-- Opening Marker --
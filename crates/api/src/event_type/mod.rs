mod create_event_type;
mod delete_event_type;
mod get_event_type;
mod update_event_type;

use actix_web::web;
use create_event_type::create_event_type_controller;
use delete_event_type::delete_event_type_controller;
use get_event_type::{get_event_type_controller, get_event_types_controller};
use update_event_type::update_event_type_controller;

pub fn configure_routes(cfg: &mut web::ServiceConfig) {
    cfg.route("/event-types", web::post().to(create_event_type_controller))
        .route("/event-types", web::get().to(get_event_types_controller))
        .route(
            "/event-types/{event_type_id}",
            web::get().to(get_event_type_controller),
        )
        .route(
            "/event-types/{event_type_id}",
            web::put().to(update_event_type_controller),
        )
        .route(
            "/event-types/{event_type_id}",
            web::delete().to(delete_event_type_controller),
        );
}
use serde::{Deserialize, Serialize};
use slotbook_domain::{Calendar, ID};
use validator::Validate;

use crate::dtos::{CalendarDTO, ConnectedAccountDTO};

pub mod connect_account {
    use super::*;

    /// Request body for connecting (or re-consenting) a calendar account.
    ///
    /// Carries the token exchange result of an OAuth dance that completed
    /// elsewhere; this endpoint never sees an authorization code.
    #[derive(Debug, Serialize, Deserialize, Validate)]
    #[serde(rename_all = "camelCase")]
    pub struct RequestBody {
        #[validate(email)]
        pub external_identity: String,
        #[validate(length(min = 1))]
        pub access_token: String,
        #[validate(length(min = 1))]
        pub refresh_token: String,
        /// Access token lifetime in seconds
        pub expires_in: i64,
        /// Space-separated granted scopes
        pub scope: String,
    }

    /// API response for connecting an account
    #[derive(Debug, Serialize, Deserialize)]
    #[serde(rename_all = "camelCase")]
    pub struct APIResponse {
        pub account: ConnectedAccountDTO,
        /// Calendars reconciled from the provider
        pub calendars: Vec<CalendarDTO>,
    }

    impl APIResponse {
        pub fn new(account: slotbook_domain::ConnectedAccount, calendars: Vec<Calendar>) -> Self {
            Self {
                account: ConnectedAccountDTO::new(account),
                calendars: calendars.into_iter().map(CalendarDTO::new).collect(),
            }
        }
    }
}

pub mod get_calendars {
    use super::*;

    #[derive(Debug, Deserialize)]
    pub struct PathParams {
        pub account_id: ID,
    }

    /// API response for listing an account's calendars
    #[derive(Debug, Serialize, Deserialize)]
    #[serde(rename_all = "camelCase")]
    pub struct APIResponse {
        pub calendars: Vec<CalendarDTO>,
    }

    impl APIResponse {
        pub fn new(calendars: Vec<Calendar>) -> Self {
            Self {
                calendars: calendars.into_iter().map(CalendarDTO::new).collect(),
            }
        }
    }
}

pub mod select_calendars {
    use super::*;

    #[derive(Debug, Deserialize)]
    pub struct PathParams {
        pub account_id: ID,
    }

    /// Request body replacing the set of calendars used for busy checks
    #[derive(Debug, Serialize, Deserialize)]
    #[serde(rename_all = "camelCase")]
    pub struct RequestBody {
        pub selected_for_busy: Vec<ID>,
    }

    pub type APIResponse = super::get_calendars::APIResponse;
}
use actix_web::{HttpRequest, HttpResponse, web};
use slotbook_api_structs::cancel_booking::{APIResponse, PathParams, RequestBody};
use slotbook_domain::{
    Booking,
    BookingStatus,
    EventType,
    Host,
    ID,
    generate_ical_content_for_booking,
};
use slotbook_infra::{BookingEmail, EmailTemplate, SlotbookContext};
use tracing::{error, warn};
use validator::Validate;

use crate::{
    error::SlotbookError,
    shared::{
        auth::maybe_host,
        usecase::{Subscriber, UseCase, execute},
    },
};

pub async fn cancel_booking_controller(
    http_req: HttpRequest,
    path_params: web::Path<PathParams>,
    body: Option<web::Json<RequestBody>>,
    ctx: web::Data<SlotbookContext>,
) -> Result<HttpResponse, SlotbookError> {
    let body = body.map(|b| b.into_inner()).unwrap_or_default();
    body.validate()
        .map_err(|e| SlotbookError::BadClientData(e.to_string()))?;

    // The caller is either the authenticated host or the guest identified
    // by their booking email
    let caller = match maybe_host(&http_req, &ctx).await? {
        Some(host) => Caller::Host(host.id),
        None => match &body.email {
            Some(email) => Caller::Guest(email.clone()),
            None => Caller::Anonymous,
        },
    };

    let usecase = CancelBookingUseCase {
        uid: path_params.into_inner().uid,
        caller,
        reason: body.reason,
    };

    execute(usecase, &ctx)
        .await
        .map(|_| HttpResponse::Ok().json(APIResponse { success: true }))
        .map_err(SlotbookError::from)
}

#[derive(Debug)]
pub(crate) enum Caller {
    Host(ID),
    Guest(String),
    Anonymous,
}

#[derive(Debug)]
pub(crate) struct CancelBookingUseCase {
    pub uid: String,
    pub caller: Caller,
    pub reason: Option<String>,
}

#[derive(Debug)]
pub(crate) struct CancelledBooking {
    pub booking: Booking,
    pub event_type: EventType,
    pub host: Host,
    pub reason: Option<String>,
    /// A repeated cancel is acknowledged without side effects
    pub already_cancelled: bool,
}

#[derive(Debug)]
pub(crate) enum UseCaseError {
    BookingNotFound(String),
    Unauthorized,
    UpstreamUnavailable,
    StorageError,
    InternalError,
}

impl From<UseCaseError> for SlotbookError {
    fn from(e: UseCaseError) -> Self {
        match e {
            UseCaseError::BookingNotFound(uid) => {
                Self::NotFound(format!("Booking {} was not found", uid))
            }
            UseCaseError::Unauthorized => Self::Unauthorized(
                "Only the host or the guest who booked can cancel this booking".into(),
            ),
            UseCaseError::UpstreamUnavailable => Self::UpstreamUnavailable(
                "The external calendar could not be updated, please retry".into(),
            ),
            UseCaseError::StorageError | UseCaseError::InternalError => Self::InternalError,
        }
    }
}

#[async_trait::async_trait]
impl UseCase for CancelBookingUseCase {
    type Response = CancelledBooking;

    type Error = UseCaseError;

    const NAME: &'static str = "CancelBooking";

    fn subscribers() -> Vec<Box<dyn Subscriber<Self>>> {
        vec![Box::new(NotifyParticipantsOnCancel {})]
    }

    async fn execute(&mut self, ctx: &SlotbookContext) -> Result<Self::Response, Self::Error> {
        let mut booking = ctx
            .repos
            .bookings
            .find_by_uid(&self.uid)
            .await
            .map_err(|_| UseCaseError::InternalError)?
            .ok_or_else(|| UseCaseError::BookingNotFound(self.uid.clone()))?;

        let authorized = match &self.caller {
            Caller::Host(host_id) => host_id == &booking.host_id,
            Caller::Guest(email) => booking.guest_matches(email),
            Caller::Anonymous => false,
        };
        if !authorized {
            return Err(UseCaseError::Unauthorized);
        }

        let event_type = ctx
            .repos
            .event_types
            .find(&booking.event_type_id)
            .await
            .map_err(|_| UseCaseError::InternalError)?
            .ok_or(UseCaseError::InternalError)?;
        let host = ctx
            .repos
            .hosts
            .find(&booking.host_id)
            .await
            .map_err(|_| UseCaseError::InternalError)?
            .ok_or(UseCaseError::InternalError)?;

        if booking.status == BookingStatus::Cancelled {
            return Ok(CancelledBooking {
                booking,
                event_type,
                host,
                reason: self.reason.take(),
                already_cancelled: true,
            });
        }

        // Fail closed: if the external event cannot be removed the booking
        // is left untouched and the caller retries
        if booking.external_event_created {
            self.delete_external_event(&booking, &event_type, ctx)
                .await?;
        }

        booking.status = BookingStatus::Cancelled;
        booking.cancelled_at = Some(ctx.sys.get_timestamp());
        booking.updated = ctx.sys.get_timestamp();
        ctx.repos
            .bookings
            .save(&booking)
            .await
            .map_err(|_| UseCaseError::StorageError)?;

        Ok(CancelledBooking {
            booking,
            event_type,
            host,
            reason: self.reason.take(),
            already_cancelled: false,
        })
    }
}

impl CancelBookingUseCase {
    async fn delete_external_event(
        &self,
        booking: &Booking,
        event_type: &EventType,
        ctx: &SlotbookContext,
    ) -> Result<(), UseCaseError> {
        let Some(event_ref) = &booking.external_event_ref else {
            return Ok(());
        };
        let Some(destination) = &event_type.destination_calendar else {
            return Ok(());
        };

        let calendar = ctx
            .repos
            .calendars
            .find(destination)
            .await
            .map_err(|_| UseCaseError::InternalError)?;
        let Some(calendar) = calendar else {
            // The calendar is gone, nothing left to delete
            warn!(
                "Destination calendar of booking {} no longer exists",
                booking.uid
            );
            return Ok(());
        };

        let account = ctx
            .repos
            .accounts
            .find(&calendar.account_id)
            .await
            .map_err(|_| UseCaseError::InternalError)?
            .filter(|account| account.valid);
        let Some(account) = account else {
            warn!(
                "Account of destination calendar {} is missing or invalid",
                calendar.id
            );
            return Ok(());
        };

        ctx.calendar_gateway
            .delete_event(&account, &calendar.external_id, event_ref)
            .await
            .map_err(|e| {
                warn!(
                    "External event deletion failed for booking {}: {:?}",
                    booking.uid, e
                );
                UseCaseError::UpstreamUnavailable
            })
    }
}

/// Emails both participants a cancellation notice
struct NotifyParticipantsOnCancel {}

#[async_trait::async_trait]
impl Subscriber<CancelBookingUseCase> for NotifyParticipantsOnCancel {
    async fn notify(&self, cancelled: &CancelledBooking, ctx: &SlotbookContext) {
        if cancelled.already_cancelled {
            return;
        }

        let ical = generate_ical_content_for_booking(
            &cancelled.booking,
            &cancelled.event_type,
            &cancelled.host,
        );
        let email = BookingEmail {
            template: EmailTemplate::BookingCancelled,
            recipients: vec![
                cancelled.booking.guest.email.clone(),
                cancelled.host.email.clone(),
            ],
            variables: serde_json::json!({
                "bookingUid": cancelled.booking.uid,
                "eventTypeName": cancelled.event_type.name,
                "guestName": cancelled.booking.guest.name,
                "startTime": cancelled.booking.start_time,
                "reason": cancelled.reason,
            }),
            ical_attachment: Some(ical),
        };

        if let Err(e) = ctx.mailer.send(&email).await {
            error!(
                "Unable to send cancellation email for booking {}: {:?}",
                cancelled.booking.uid, e
            );
        }
    }
}

#[cfg(test)]
mod test {
    use super::*;
    use crate::{
        booking::test_booking,
        shared::fixtures::{self, utc},
    };

    fn cancel(uid: &str, caller: Caller) -> CancelBookingUseCase {
        CancelBookingUseCase {
            uid: uid.into(),
            caller,
            reason: Some("schedule conflict".into()),
        }
    }

    #[tokio::test]
    async fn guest_with_matching_email_can_cancel() {
        let setup = fixtures::setup(chrono_tz::UTC).await;
        let booking = test_booking(
            &setup,
            utc("2024-01-15T10:00:00Z"),
            utc("2024-01-15T10:30:00Z"),
        );
        setup.ctx.repos.bookings.insert(&booking).await.unwrap();

        let res = cancel(&booking.uid, Caller::Guest("ADA@example.com ".into()))
            .execute(&setup.ctx)
            .await
            .unwrap();
        assert_eq!(res.booking.status, BookingStatus::Cancelled);
        assert!(res.booking.cancelled_at.is_some());

        let stored = setup
            .ctx
            .repos
            .bookings
            .find_by_uid(&booking.uid)
            .await
            .unwrap()
            .unwrap();
        assert_eq!(stored.status, BookingStatus::Cancelled);
    }

    #[tokio::test]
    async fn wrong_guest_and_anonymous_callers_are_unauthorized() {
        let setup = fixtures::setup(chrono_tz::UTC).await;
        let booking = test_booking(
            &setup,
            utc("2024-01-15T10:00:00Z"),
            utc("2024-01-15T10:30:00Z"),
        );
        setup.ctx.repos.bookings.insert(&booking).await.unwrap();

        let res = cancel(&booking.uid, Caller::Guest("mallory@example.com".into()))
            .execute(&setup.ctx)
            .await;
        assert!(matches!(res, Err(UseCaseError::Unauthorized)));

        let res = cancel(&booking.uid, Caller::Anonymous)
            .execute(&setup.ctx)
            .await;
        assert!(matches!(res, Err(UseCaseError::Unauthorized)));

        // the booking is untouched
        let stored = setup
            .ctx
            .repos
            .bookings
            .find_by_uid(&booking.uid)
            .await
            .unwrap()
            .unwrap();
        assert_eq!(stored.status, BookingStatus::Confirmed);
    }

    #[tokio::test]
    async fn owning_host_can_cancel_other_hosts_cannot() {
        let setup = fixtures::setup(chrono_tz::UTC).await;
        let booking = test_booking(
            &setup,
            utc("2024-01-15T10:00:00Z"),
            utc("2024-01-15T10:30:00Z"),
        );
        setup.ctx.repos.bookings.insert(&booking).await.unwrap();

        let res = cancel(&booking.uid, Caller::Host(ID::default()))
            .execute(&setup.ctx)
            .await;
        assert!(matches!(res, Err(UseCaseError::Unauthorized)));

        let res = cancel(&booking.uid, Caller::Host(setup.host.id.clone()))
            .execute(&setup.ctx)
            .await
            .unwrap();
        assert_eq!(res.booking.status, BookingStatus::Cancelled);
    }

    #[tokio::test]
    async fn repeated_cancel_is_acknowledged() {
        let setup = fixtures::setup(chrono_tz::UTC).await;
        let booking = test_booking(
            &setup,
            utc("2024-01-15T10:00:00Z"),
            utc("2024-01-15T10:30:00Z"),
        );
        setup.ctx.repos.bookings.insert(&booking).await.unwrap();

        let first = cancel(&booking.uid, Caller::Host(setup.host.id.clone()))
            .execute(&setup.ctx)
            .await
            .unwrap();
        assert!(!first.already_cancelled);

        let second = cancel(&booking.uid, Caller::Host(setup.host.id.clone()))
            .execute(&setup.ctx)
            .await
            .unwrap();
        assert!(second.already_cancelled);
    }

    #[tokio::test]
    async fn failing_external_delete_leaves_the_booking_confirmed() {
        let setup = fixtures::setup(chrono_tz::UTC).await;
        let mut booking = test_booking(
            &setup,
            utc("2024-01-15T10:00:00Z"),
            utc("2024-01-15T10:30:00Z"),
        );
        booking.external_event_created = true;
        booking.external_event_ref = Some("evt-1".into());
        setup.ctx.repos.bookings.insert(&booking).await.unwrap();

        setup.gateway.set_failing(&setup.account.id, true);
        let res = cancel(&booking.uid, Caller::Host(setup.host.id.clone()))
            .execute(&setup.ctx)
            .await;
        assert!(matches!(res, Err(UseCaseError::UpstreamUnavailable)));

        let stored = setup
            .ctx
            .repos
            .bookings
            .find_by_uid(&booking.uid)
            .await
            .unwrap()
            .unwrap();
        assert_eq!(stored.status, BookingStatus::Confirmed);

        // once the upstream recovers the cancel goes through and the
        // external event is removed
        setup.gateway.set_failing(&setup.account.id, false);
        cancel(&booking.uid, Caller::Host(setup.host.id.clone()))
            .execute(&setup.ctx)
            .await
            .unwrap();
        assert_eq!(setup.gateway.deleted_events(), vec!["evt-1".to_string()]);
    }

    #[tokio::test]
    async fn unknown_uid_is_not_found() {
        let setup = fixtures::setup(chrono_tz::UTC).await;
        let res = cancel("missing", Caller::Anonymous).execute(&setup.ctx).await;
        assert!(matches!(res, Err(UseCaseError::BookingNotFound(_))));
    }
}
-- Closing Marker --
WHAT NEEDS TO BE DONE:
Whenever the word "StorageError" shows up in a line above, copy that line.

RESULT OF THIS TASK:
    StorageError,
            UseCaseError::StorageError | UseCaseError::InternalError => Self::InternalError,
            .map_err(|_| UseCaseError::StorageError)?;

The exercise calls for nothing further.